Colette Robbins, Slippage, 2016, courtesy of Larry Underhill and 101/Exhibit Gallery, Los Angeles.

Colette Robbins, Slippage, 2016, courtesy of Larry Underhill and 101/Exhibit Gallery, Los Angeles.

Robbins additionally mines for abstraction from a more organic source, her rock collection. She extracts imaging of their unique contours and shapes, digitally overlays them with her inkblots, and then paints watercolor and graphite illustrations of crusty, fictitious fossils. While the totems invite the viewer’s interpretation, the watercolors are more self-referential, contributing insight into Robbins’ perceptions of abstraction. One specimen, Tangentiality, seems to depict two ancient arthropods clinging to a smooth, teardrop-shaped stone. Another, Stereotypy, features a trapezoidal formation with a rippling surface bejeweled by crystallized, prehistoric barnacles. These pieces contain hyper-fine details of craters and crevices, complemented by delicate, earthy tones, as if Robbins really did dig them up from a period lost in time and space. Robbins’ rock collection is unobtrusively arranged toward the back of the gallery, contextualizing pareidolia in her work.

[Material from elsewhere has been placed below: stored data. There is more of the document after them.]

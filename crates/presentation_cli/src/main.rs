//! komyut CLI
//!
//! Command-line front end for the commute planner: place search, route
//! planning with step-by-step detail, and the account backend flows.

#![allow(clippy::print_stdout)]

mod account;
mod trip;

use std::sync::Arc;

use application::error::ApplicationError;
use application::ports::{AccountPort, DeviceLocationPort, DirectionsPort, PlacesPort};
use application::services::{PlaceSearchService, SessionService, TripPlannerService};
use clap::{Parser, Subcommand};
use infrastructure::{
    AccountAdapter, AppConfig, ConfiguredLocationAdapter, DirectionsAdapter, PlacesAdapter,
};
use integration_account::BackendAccountClient;
use integration_directions::GoogleDirectionsClient;
use integration_places::GooglePlacesClient;
use tracing_subscriber::{layer::SubscriberExt, util::SubscriberInitExt};

/// komyut CLI
#[derive(Parser)]
#[command(name = "komyut")]
#[command(author, version, about = "komyut commute planner CLI", long_about = None)]
struct Cli {
    /// Verbosity level
    #[arg(short, long, action = clap::ArgAction::Count)]
    verbose: u8,

    #[command(subcommand)]
    command: Commands,
}

#[derive(Subcommand)]
enum Commands {
    /// Search for places matching a text query
    Search {
        /// Search text
        query: String,
    },

    /// Resolve the configured home position to an address
    Locate,

    /// Plan commute routes between two place searches
    Plan {
        /// Origin search text
        #[arg(short, long)]
        from: String,

        /// Destination search text
        #[arg(short, long)]
        to: String,

        /// Open this route (list position, starting at 0) in the detail view
        #[arg(short, long)]
        route: Option<usize>,
    },

    /// Create an account; an OTP is emailed for verification
    Register {
        /// Display name
        username: String,
        /// Login email
        email: String,
        /// Password
        #[arg(long)]
        password: String,
    },

    /// Verify the emailed OTP code
    VerifyOtp {
        /// Login email
        email: String,
        /// The code from the email
        otp: String,
    },

    /// Request a fresh OTP email
    ResendOtp {
        /// Login email
        email: String,
    },

    /// Log in and show the account profile
    Whoami {
        /// Login email
        email: String,
        /// Password
        #[arg(long)]
        password: String,
    },

    /// Update profile fields (requires the current password)
    Profile {
        /// Login email
        email: String,
        /// Current password
        #[arg(long)]
        password: String,
        /// New display name
        #[arg(long)]
        new_username: Option<String>,
        /// New login email
        #[arg(long)]
        new_email: Option<String>,
        /// New password
        #[arg(long)]
        new_password: Option<String>,
    },

    /// Submit a service review
    Review {
        /// Login email
        email: String,
        /// Password
        #[arg(long)]
        password: String,
        /// What went wrong
        #[arg(long)]
        issue: String,
        /// What could be better
        #[arg(long)]
        suggestion: String,
        /// Rating, 1 to 5
        #[arg(long)]
        rating: u8,
    },

    /// Change an account's role (admin feature)
    UpdateRole {
        /// Login email of the target account
        email: String,
        /// New role (0 = admin, 1 = commuter)
        role: u8,
    },

    /// List all accounts (admin feature)
    Users,
}

/// Determine log filter level from verbosity count
const fn log_filter_from_verbosity(verbose: u8) -> &'static str {
    match verbose {
        0 => "warn",
        1 => "info",
        2 => "debug",
        _ => "trace",
    }
}

/// Print the one-line notice for recoverable failures; propagate the rest
fn report(result: Result<(), ApplicationError>) -> anyhow::Result<()> {
    match result {
        Ok(()) => Ok(()),
        Err(err @ (ApplicationError::Internal(_) | ApplicationError::Configuration(_))) => {
            Err(anyhow::anyhow!(err))
        }
        Err(err) => {
            println!("⚠ {}", err.user_notice());
            Ok(())
        }
    }
}

/// Everything the command handlers need, built once from config
struct App {
    origin_search: PlaceSearchService,
    destination_search: PlaceSearchService,
    planner: TripPlannerService,
    locator: Arc<dyn DeviceLocationPort>,
    session: SessionService,
    viewport_height: f64,
}

impl App {
    fn from_config(config: &AppConfig) -> anyhow::Result<Self> {
        let places: Arc<dyn PlacesPort> = Arc::new(PlacesAdapter::new(
            GooglePlacesClient::new(&config.places).map_err(|e| anyhow::anyhow!(e))?,
        ));
        let directions: Arc<dyn DirectionsPort> = Arc::new(DirectionsAdapter::new(
            GoogleDirectionsClient::new(&config.directions).map_err(|e| anyhow::anyhow!(e))?,
        ));
        let account: Arc<dyn AccountPort> = Arc::new(AccountAdapter::new(
            BackendAccountClient::new(&config.account).map_err(|e| anyhow::anyhow!(e))?,
        ));

        tracing::debug!("Services wired from configuration");

        Ok(Self {
            // one suggestion channel per search box
            origin_search: PlaceSearchService::new(Arc::clone(&places), config.search),
            destination_search: PlaceSearchService::new(places, config.search),
            planner: TripPlannerService::new(directions),
            locator: Arc::new(ConfiguredLocationAdapter::new(config.home_location())),
            session: SessionService::new(account),
            viewport_height: config.viewport_height,
        })
    }
}

#[tokio::main]
async fn main() -> anyhow::Result<()> {
    let cli = Cli::parse();

    // Set up logging based on verbosity
    let filter = log_filter_from_verbosity(cli.verbose);

    tracing_subscriber::registry()
        .with(tracing_subscriber::EnvFilter::new(filter))
        .with(tracing_subscriber::fmt::layer())
        .init();

    let config = AppConfig::load().map_err(|e| anyhow::anyhow!("config: {e}"))?;
    config
        .validate()
        .map_err(|e| anyhow::anyhow!("config: {e}"))?;

    let app = App::from_config(&config)?;

    match cli.command {
        Commands::Search { query } => report(trip::search(&app.origin_search, &query).await),

        Commands::Locate => {
            report(trip::locate(app.locator.as_ref(), &app.origin_search).await)
        }

        Commands::Plan { from, to, route } => report(trip::plan(&app, &from, &to, route).await),

        Commands::Register {
            username,
            email,
            password,
        } => report(account::register(&app.session, &username, &email, &password).await),

        Commands::VerifyOtp { email, otp } => {
            report(account::verify_otp(&app.session, &email, &otp).await)
        }

        Commands::ResendOtp { email } => {
            report(account::resend_otp(&app.session, &email).await)
        }

        Commands::Whoami { email, password } => {
            report(account::whoami(&app.session, &email, &password).await)
        }

        Commands::Profile {
            email,
            password,
            new_username,
            new_email,
            new_password,
        } => report(
            account::update_profile(
                &app.session,
                &email,
                &password,
                new_username,
                new_email,
                new_password,
            )
            .await,
        ),

        Commands::Review {
            email,
            password,
            issue,
            suggestion,
            rating,
        } => report(
            account::review(&app.session, &email, &password, &issue, &suggestion, rating).await,
        ),

        Commands::UpdateRole { email, role } => {
            report(account::update_role(&app.session, &email, role).await)
        }

        Commands::Users => report(account::users(&app.session).await),
    }
}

Seven small, round peepholes into other dimensions accompany the fossils on the wall.  Several of these watercolors conversely feature inkblots subtly incorporated in surreal waterscapes.  Rorschach Cave Inside  presents a sunset on an ocean horizon perceived through an inkblot-shaped window in the cobbled wall of a cave. In a neighboring piece, Rorschach Cave Outside, Robbins reveals the exterior of this grotto, once again appropriating the gnarled texture of her rocks, partially submerged by lapping green waves. The cave narratives are paired with more abstracted images, such as Rorschach Water Hole, in which Robbins realizes an inkblot as a jagged pit in the middle of a shimmering blue sea.

Although the totems and illustrations were produced with cutting-edge technology, they effectively evoke the prehistoric aesthetic of archaeological artifacts. “Archaeological Fiction” may be derived from Robbins’ imagination, yet in her realization of pseudo-archeology, she simultaneously creates personal artifacts for the future to discover.